Pour moi le texte suivant est le texte phare de la poésie de Baudelaire, et celui, de toute la littérature francophone, que j'aurais aimé écrire ( je cherche encore un monsieur amateur de littérature à l'opulente crinière brune à qui je pourrais le lire parce qu'après tout, la littérature et les émotions artistiques n'ont ni genre, ni âge, ni pays...bon une langue oui, et il vaut mieux comprendre le français ou être sensible à la musique et à la sonorité. Ou alors juste se laisser aller au plaisir des sons)
Charles (pré) symboliste:
LA CHEVELURE
Ô boucles ! Ô parfum chargé de nonchaloir !
Extase ! Pour peupler ce soir l’alcôve obscure
Des souvenirs dormant dans cette chevelure,
Je la veux agiter dans l’air comme un mouchoir !
La langoureuse Asie et la brûlante Afrique,
Tout un monde lointain, absent, presque défunt,
Vit dans tes profondeurs, forêt aromatique !
Comme d’autres esprits voguent sur la musique,
Le mien, ô mon amour ! nage sur ton parfum.
J’irai là-bas où l’arbre et l’homme, pleins de sève,
Se pâment longuement sous l’ardeur des climats ;
Fortes tresses, soyez la houle qui m’enlève !
Tu contiens, mer d’ébène, un éblouissant rêve
De voiles, de rameurs, de flammes et de mâts :
Un port retentissant où mon âme peut boire
À grands flots le parfum, le son et la couleur ;
Où les vaisseaux, glissant dans l’or et dans la moire,
Ouvrent leurs vastes bras pour embrasser la gloire
D’un ciel pur où frémit l’éternelle chaleur.

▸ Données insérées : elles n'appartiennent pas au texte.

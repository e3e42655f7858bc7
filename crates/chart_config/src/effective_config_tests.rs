//! Tests for effective configuration types.

use super::*;

fn secret() -> SecretReference {
    SecretReference {
        name: "rspec-resque".to_string(),
        key: "secret".to_string(),
        mount_path: "redis/redis-password".to_string(),
    }
}

fn config(auth: AuthDecision, topology: Topology) -> EffectiveConfig {
    EffectiveConfig {
        instance: "redis".to_string(),
        host: "resque.redis".to_string(),
        port: 6379,
        user: None,
        auth,
        topology,
        config_file: "resque.yml.erb".to_string(),
        sources: FieldSourceTrace::new(),
    }
}

#[test]
fn test_auth_enabled_carries_secret() {
    let config = config(AuthDecision::Enabled(secret()), Topology::Standalone);

    assert!(config.auth_enabled());
    assert_eq!(config.secret(), Some(&secret()));
}

#[test]
fn test_auth_disabled_has_no_secret() {
    let config = config(AuthDecision::Disabled, Topology::Standalone);

    assert!(!config.auth_enabled());
    assert!(config.secret().is_none());
}

#[test]
fn test_address() {
    let config = config(AuthDecision::Disabled, Topology::Standalone);

    assert_eq!(config.address(), "resque.redis:6379");
}

#[test]
fn test_topology_endpoints() {
    let endpoint = Endpoint {
        host: "s1.resque.redis".to_string(),
        port: 26379,
    };

    assert!(Topology::Standalone.endpoints().is_empty());
    assert_eq!(
        Topology::Sentinels(vec![endpoint.clone()]).endpoints(),
        &[endpoint.clone()]
    );
    assert!(Topology::Cluster(vec![endpoint.clone()]).is_cluster());
    assert!(!Topology::Sentinels(vec![endpoint]).is_cluster());
}

#[test]
fn test_source_trace_add_and_overwrite() {
    let mut trace = FieldSourceTrace::new();

    trace.add_source("host", FieldSource::Service);
    trace.add_source("port", FieldSource::Instance);
    assert_eq!(trace.get_source("host"), Some(FieldSource::Service));

    trace.add_source("host", FieldSource::Instance);
    assert_eq!(trace.get_source("port"), Some(FieldSource::Instance));
    assert_eq!(trace.get_source("host"), Some(FieldSource::Instance));
    assert_eq!(trace.get_source("user"), None);
}

#[test]
fn test_field_source_display() {
    assert_eq!(FieldSource::Instance.to_string(), "Instance");
    assert_eq!(FieldSource::Service.to_string(), "Service");
    assert_eq!(FieldSource::Default.to_string(), "Default");
}

#[test]
fn test_serialized_shape() {
    let config = config(AuthDecision::Enabled(secret()), Topology::Standalone);
    let value = serde_json::to_value(&config).unwrap();

    assert_eq!(value["auth"]["state"], "enabled");
    assert_eq!(value["auth"]["name"], "rspec-resque");
    assert_eq!(value["topology"]["kind"], "standalone");
}
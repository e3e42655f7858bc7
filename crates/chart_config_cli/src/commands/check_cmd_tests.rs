//! Tests for the check command.

use super::*;
use crate::errors::EXIT_INVALID_CONFIGURATION;
use serde_json::json;
use std::fs;
use std::path::PathBuf;
use tempfile::TempDir;

fn values_file(dir: &TempDir, content: &str) -> PathBuf {
    let path = dir.path().join("values.yaml");
    fs::write(&path, content).expect("Failed to write values file");
    path
}

fn args_for(values: PathBuf, all: bool) -> CheckArgs {
    CheckArgs {
        input: InputArgs {
            values: vec![values],
            release_name: None,
            settings: None,
        },
        all,
    }
}

#[test]
fn test_collect_failures_valid_values() {
    let tree = json!({ "certmanager-issuer": { "email": "ops@example.com" } });

    assert!(collect_failures(&tree, &ResolverSettings::default(), false).is_empty());
    assert!(collect_failures(&tree, &ResolverSettings::default(), true).is_empty());
}

#[test]
fn test_collect_failures_first_only() {
    let tree = json!({
        "global": { "geo": { "enabled": true } },
        "gitlab": { "task-runner": { "replicas": 2, "persistence": { "enabled": true } } }
    });

    let failures = collect_failures(&tree, &ResolverSettings::default(), false);

    assert_eq!(failures.len(), 1);
    assert_eq!(failures[0].rule_id(), "certmanager-issuer.email");
}

#[test]
fn test_collect_failures_all() {
    let tree = json!({
        "global": { "geo": { "enabled": true } },
        "gitlab": { "task-runner": { "replicas": 2, "persistence": { "enabled": true } } }
    });

    let failures = collect_failures(&tree, &ResolverSettings::default(), true);
    let ids: Vec<&str> = failures.iter().map(|f| f.rule_id()).collect();

    assert_eq!(
        ids,
        vec!["certmanager-issuer.email", "geo.database", "task-runner.replicas"]
    );
}

#[test]
fn test_execute_valid_values_file() {
    let dir = TempDir::new().expect("Failed to create temp directory");
    let values = values_file(
        &dir,
        "certmanager-issuer:\n  email: ops@example.com\nredis:\n  install: false\n",
    );

    assert!(execute(&args_for(values, false)).is_ok());
}

#[test]
fn test_execute_invalid_values_file() {
    let dir = TempDir::new().expect("Failed to create temp directory");
    let values = values_file(
        &dir,
        r#"
certmanager-issuer:
  email: ops@example.com
gitlab:
  sidekiq:
    pods:
      - name: valid-1
        queues: merge
      - name: invalid-1
        queues: merge
        negateQueues: post_receive
"#,
    );

    let error = execute(&args_for(values, true)).unwrap_err();

    assert_eq!(error.exit_code(), EXIT_INVALID_CONFIGURATION);
    assert!(error
        .to_string()
        .contains("`negateQueues` is not usable if `queues` is provided"));
}

#[test]
fn test_execute_missing_values_file() {
    let error = execute(&args_for(PathBuf::from("missing-values.yaml"), false)).unwrap_err();

    assert!(matches!(error, Error::LoadFile { .. }));
}

#[test]
fn test_collect_failures_honours_report_all_setting() {
    let tree = json!({
        "global": { "geo": { "enabled": true } },
        "gitlab": { "task-runner": { "replicas": 2, "persistence": { "enabled": true } } }
    });
    let settings = ResolverSettings {
        report_all_failures: true,
        ..ResolverSettings::default()
    };

    let failures = collect_failures(&tree, &settings, false);

    assert_eq!(failures.len(), 3);
}

#[test]
fn test_execute_all_reports_failures_in_catalogue_order() {
    let dir = TempDir::new().expect("Failed to create temp directory");
    let values = values_file(
        &dir,
        r#"
global:
  geo:
    enabled: true
gitlab:
  task-runner:
    replicas: 2
    persistence:
      enabled: true
"#,
    );

    let error = execute(&args_for(values, true)).unwrap_err();

    assert_eq!(error.exit_code(), EXIT_INVALID_CONFIGURATION);
    let rendered = error.to_string();
    let lines: Vec<&str> = rendered.lines().collect();
    assert_eq!(lines.len(), 3);
    assert!(lines[0].starts_with("certmanager-issuer.email: "));
    assert!(lines[1].starts_with("geo.database: "));
    assert!(lines[2].starts_with("task-runner.replicas: "));
}

#[test]
fn test_execute_settings_file_enables_full_report() {
    let dir = TempDir::new().expect("Failed to create temp directory");
    let values = values_file(
        &dir,
        "global:\n  geo:\n    enabled: true\n",
    );
    let settings = dir.path().join("chart-config.toml");
    fs::write(&settings, "[resolver]\nreport_all_failures = true\n")
        .expect("Failed to write settings");

    let mut args = args_for(values, false);
    args.input.settings = Some(settings);

    let error = execute(&args).unwrap_err();

    assert!(matches!(&error, Error::ValidationFailures(failures) if failures.len() == 2));
}
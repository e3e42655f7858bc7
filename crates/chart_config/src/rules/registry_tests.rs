use super::*;
use serde_json::json;

fn failure_of(id: &str, tree: &ValueTree) -> Option<String> {
    RULES
        .iter()
        .find(|rule| rule.id() == id)
        .and_then(|rule| rule.evaluate(tree))
        .map(|failure| failure.message().to_string())
}

#[test]
fn test_sentry_with_dsn_passes() {
    let tree = json!({
        "registry": { "reporting": { "sentry": { "enabled": true, "dsn": "somedsn" } } }
    });

    assert_eq!(failure_of("registry.sentry.dsn", &tree), None);
}

#[test]
fn test_sentry_without_dsn_fails() {
    let tree = json!({ "registry": { "reporting": { "sentry": { "enabled": true } } } });

    assert_eq!(
        failure_of("registry.sentry.dsn", &tree).as_deref(),
        Some("When enabling sentry, you must configure at least one DSN.")
    );
}

#[test]
fn test_supported_postgresql_version_passes() {
    let tree = json!({
        "postgresql": { "image": { "tag": 12 } },
        "global": { "registry": { "database": { "enabled": true } } }
    });

    assert_eq!(failure_of("registry.database.version", &tree), None);
}

#[test]
fn test_old_postgresql_version_fails() {
    let tree = json!({
        "postgresql": { "image": { "tag": 11 } },
        "global": { "registry": { "database": { "enabled": true } } }
    });

    assert_eq!(
        failure_of("registry.database.version", &tree).as_deref(),
        Some("PostgreSQL 12 is the minimum required version for the registry metadata database, found 11")
    );
}

#[test]
fn test_version_parsed_from_string_tag() {
    let tree = json!({
        "postgresql": { "image": { "tag": "11.9.0" } },
        "registry": { "database": { "enabled": true } }
    });

    assert!(failure_of("registry.database.version", &tree)
        .unwrap()
        .ends_with("found 11"));
}

#[test]
fn test_version_ignored_for_external_postgresql() {
    let tree = json!({
        "postgresql": { "install": false, "image": { "tag": 11 } },
        "registry": { "database": { "enabled": true } }
    });

    assert_eq!(failure_of("registry.database.version", &tree), None);
}

#[test]
fn test_valid_sslmode_passes() {
    let tree = json!({
        "global": { "registry": { "database": { "enabled": true, "sslmode": "disable" } } }
    });

    assert_eq!(failure_of("registry.database.sslmode", &tree), None);
}

#[test]
fn test_invalid_sslmode_fails() {
    let tree = json!({
        "global": { "registry": { "database": { "enabled": true, "sslmode": "testing" } } }
    });

    assert_eq!(
        failure_of("registry.database.sslmode", &tree).as_deref(),
        Some("Invalid SSL mode \"testing\" for the registry database, must be one of: disable, allow, prefer, require, verify-ca, verify-full")
    );
}

#[test]
fn test_disablemirrorfs_with_database_passes() {
    let tree = json!({
        "postgresql": { "image": { "tag": 12 } },
        "registry": { "database": { "enabled": true }, "migration": { "disablemirrorfs": true } }
    });

    assert_eq!(failure_of("registry.migration.disablemirrorfs", &tree), None);
}

#[test]
fn test_disablemirrorfs_without_database_fails() {
    let tree = json!({
        "postgresql": { "image": { "tag": 12 } },
        "registry": { "migration": { "disablemirrorfs": true } }
    });

    assert_eq!(
        failure_of("registry.migration.disablemirrorfs", &tree).as_deref(),
        Some("Disabling filesystem metadata requires the metadata database to be enabled")
    );
}
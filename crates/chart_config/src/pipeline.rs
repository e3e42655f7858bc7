//! Validation-then-resolution pipeline.
//!
//! The [`ResolutionPipeline`] is the entry point the renderer and the CLI use:
//!
//! 1. the [`ValidationEngine`] gates the tree; the first failing rule aborts
//!    the run with `ConfigurationError::ConfigurationInvalid`;
//! 2. every registered service has its instances discovered and resolved by
//!    the [`InheritanceResolver`];
//! 3. the per-instance results, plus any override document and its secrets,
//!    are returned as a [`ResolvedConfiguration`].
//!
//! Success is all-or-nothing: no partial output is returned on failure.
//!
//! # Examples
//!
//! ```rust
//! use chart_config::{ResolutionPipeline, ResolverSettings};
//! use serde_json::json;
//!
//! let tree = json!({
//!     "certmanager-issuer": { "email": "ops@example.com" },
//!     "redis": { "install": false },
//!     "global": { "redis": { "host": "resque.redis", "cache": { "port": 9999 } } }
//! });
//!
//! let resolved = ResolutionPipeline::new(ResolverSettings::default()).run(&tree)?;
//! let cache = resolved.instance("redis", "cache").unwrap();
//! assert_eq!(cache.address(), "resque.redis:9999");
//! # Ok::<(), chart_config::ConfigurationError>(())
//! ```

use std::collections::BTreeMap;
use std::thread;

use serde::Serialize;
use tracing::{debug, info, instrument, warn};

use crate::{
    effective_config::{EffectiveConfig, SecretReference},
    errors::{ConfigurationError, ConfigurationResult},
    inheritance::InheritanceResolver,
    overrides::{override_document, override_secrets},
    path_resolver::ValueTree,
    rules::RuleCatalogue,
    service::{InstanceDeclaration, ServiceDescriptor},
    settings::{EvaluationStrategy, ResolverSettings},
    validator::ValidationEngine,
};

#[cfg(test)]
#[path = "pipeline_tests.rs"]
mod tests;

/// Resolved instances of one service.
#[derive(Debug, Clone, PartialEq, Eq, Serialize)]
pub struct ResolvedService {
    /// Effective configuration per instance name.
    pub instances: BTreeMap<String, EffectiveConfig>,

    /// Renderer override document, wrapped under its environment key.
    #[serde(skip_serializing_if = "Option::is_none")]
    pub override_document: Option<ValueTree>,

    /// Secrets referenced only by the override document.
    #[serde(skip_serializing_if = "Vec::is_empty")]
    pub override_secrets: Vec<SecretReference>,
}

impl ResolvedService {
    /// Every secret the projection must mount: enabled instance secrets by
    /// instance name, then override secrets.
    pub fn secret_references(&self) -> Vec<&SecretReference> {
        self.instances
            .values()
            .filter_map(EffectiveConfig::secret)
            .chain(self.override_secrets.iter())
            .collect()
    }
}

/// Output of a successful pipeline run.
#[derive(Debug, Clone, Default, PartialEq, Eq, Serialize)]
pub struct ResolvedConfiguration {
    pub services: BTreeMap<String, ResolvedService>,
}

impl ResolvedConfiguration {
    pub fn service(&self, name: &str) -> Option<&ResolvedService> {
        self.services.get(name)
    }

    pub fn instances(&self, service: &str) -> Option<&BTreeMap<String, EffectiveConfig>> {
        self.service(service).map(|service| &service.instances)
    }

    pub fn instance(&self, service: &str, instance: &str) -> Option<&EffectiveConfig> {
        self.instances(service)
            .and_then(|instances| instances.get(instance))
    }
}

/// Orchestrates validation and per-instance resolution.
#[derive(Debug, Clone)]
pub struct ResolutionPipeline {
    engine: ValidationEngine,
    resolver: InheritanceResolver,
    services: Vec<ServiceDescriptor>,
    settings: ResolverSettings,
}

impl ResolutionPipeline {
    /// Pipeline with the standard rule catalogue and the Redis service.
    pub fn new(settings: ResolverSettings) -> Self {
        Self {
            engine: ValidationEngine::new(RuleCatalogue::standard())
                .with_mode(settings.evaluation_mode()),
            resolver: InheritanceResolver::from_settings(&settings),
            services: vec![ServiceDescriptor::redis()],
            settings,
        }
    }

    pub fn with_catalogue(mut self, catalogue: RuleCatalogue) -> Self {
        self.engine = ValidationEngine::new(catalogue).with_mode(self.settings.evaluation_mode());
        self
    }

    /// Registers a service, replacing any registered service of the same name.
    pub fn with_service(mut self, service: ServiceDescriptor) -> Self {
        match self.services.iter_mut().find(|existing| existing.name == service.name) {
            Some(existing) => *existing = service,
            None => self.services.push(service),
        }
        self
    }

    pub fn settings(&self) -> &ResolverSettings {
        &self.settings
    }

    pub fn engine(&self) -> &ValidationEngine {
        &self.engine
    }

    /// Validates the tree, then resolves every registered service.
    ///
    /// # Errors
    ///
    /// Returns `ConfigurationError::ConfigurationInvalid` with the first
    /// failing rule when validation fails; nothing is resolved in that case.
    #[instrument(skip(self, tree), fields(release = %self.settings.release_name))]
    pub fn run(&self, tree: &ValueTree) -> ConfigurationResult<ResolvedConfiguration> {
        self.validate(tree)?;

        let mut services = BTreeMap::new();
        for service in &self.services {
            let resolved = self.resolve_validated(tree, service)?;
            services.insert(service.name.to_string(), resolved);
        }

        info!(
            services = services.len(),
            "Resolved configuration for all services"
        );
        Ok(ResolvedConfiguration { services })
    }

    /// Validates the tree, then resolves a single service by name.
    ///
    /// # Errors
    ///
    /// Returns `ConfigurationError::UnknownService` when no descriptor with
    /// that name is registered, or `ConfigurationInvalid` as for [`Self::run`].
    #[instrument(skip(self, tree))]
    pub fn resolve_service(
        &self,
        tree: &ValueTree,
        name: &str,
    ) -> ConfigurationResult<ResolvedService> {
        let service = self
            .services
            .iter()
            .find(|service| service.name == name)
            .ok_or_else(|| ConfigurationError::UnknownService {
                service: name.to_string(),
            })?;

        self.validate(tree)?;
        self.resolve_validated(tree, service)
    }

    fn validate(&self, tree: &ValueTree) -> ConfigurationResult<()> {
        if !self.settings.report_all_failures {
            return self.engine.validate(tree);
        }

        let report = self.engine.validate_all(tree);
        for failure in report.failures.iter().skip(1) {
            warn!(
                rule = failure.rule_id(),
                message = failure.message(),
                "Additional validation failure"
            );
        }
        report.into_result()
    }

    fn resolve_validated(
        &self,
        tree: &ValueTree,
        service: &ServiceDescriptor,
    ) -> ConfigurationResult<ResolvedService> {
        let declarations = service.discover_instances(tree);
        debug!(
            service = service.name,
            instances = declarations.len(),
            "Discovered instances"
        );

        let resolved = match self.settings.evaluation {
            EvaluationStrategy::Sequential => declarations
                .iter()
                .map(|instance| self.resolver.resolve_declared(tree, service, instance))
                .collect::<ConfigurationResult<Vec<_>>>()?,
            EvaluationStrategy::Parallel => self.resolve_parallel(tree, service, &declarations)?,
        };

        let instances = resolved
            .into_iter()
            .map(|config| (config.instance.clone(), config))
            .collect();

        Ok(ResolvedService {
            instances,
            override_document: override_document(tree, service),
            override_secrets: override_secrets(tree, service),
        })
    }

    /// One scoped thread per instance; results keep declaration order.
    fn resolve_parallel(
        &self,
        tree: &ValueTree,
        service: &ServiceDescriptor,
        declarations: &[InstanceDeclaration],
    ) -> ConfigurationResult<Vec<EffectiveConfig>> {
        thread::scope(|scope| {
            let handles: Vec<_> = declarations
                .iter()
                .map(|instance| {
                    scope.spawn(move || self.resolver.resolve_declared(tree, service, instance))
                })
                .collect();

            handles
                .into_iter()
                .map(|handle| match handle.join() {
                    Ok(result) => result,
                    Err(panic) => std::panic::resume_unwind(panic),
                })
                .collect()
        })
    }
}

impl Default for ResolutionPipeline {
    fn default() -> Self {
        Self::new(ResolverSettings::default())
    }
}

Je plongerai ma tête amoureuse d’ivresse
Dans ce noir océan où l’autre est enfermé ;
Et mon esprit subtil que le roulis caresse
Saura vous retrouver, ô féconde paresse,
Infinis bercements du loisir embaumé !
Cheveux bleus, pavillon de ténèbres tendues,
Vous me rendez l’azur du ciel immense et rond ;
Sur les bords duvetés de vos mèches tordues
Je m’enivre ardemment des senteurs confondues
De l’huile de coco, du musc et du goudron.
Longtemps ! toujours ! ma main dans ta crinière lourde
Sèmera le rubis, la perle et le saphir,
Afin qu’à mon désir tu ne sois jamais sourde !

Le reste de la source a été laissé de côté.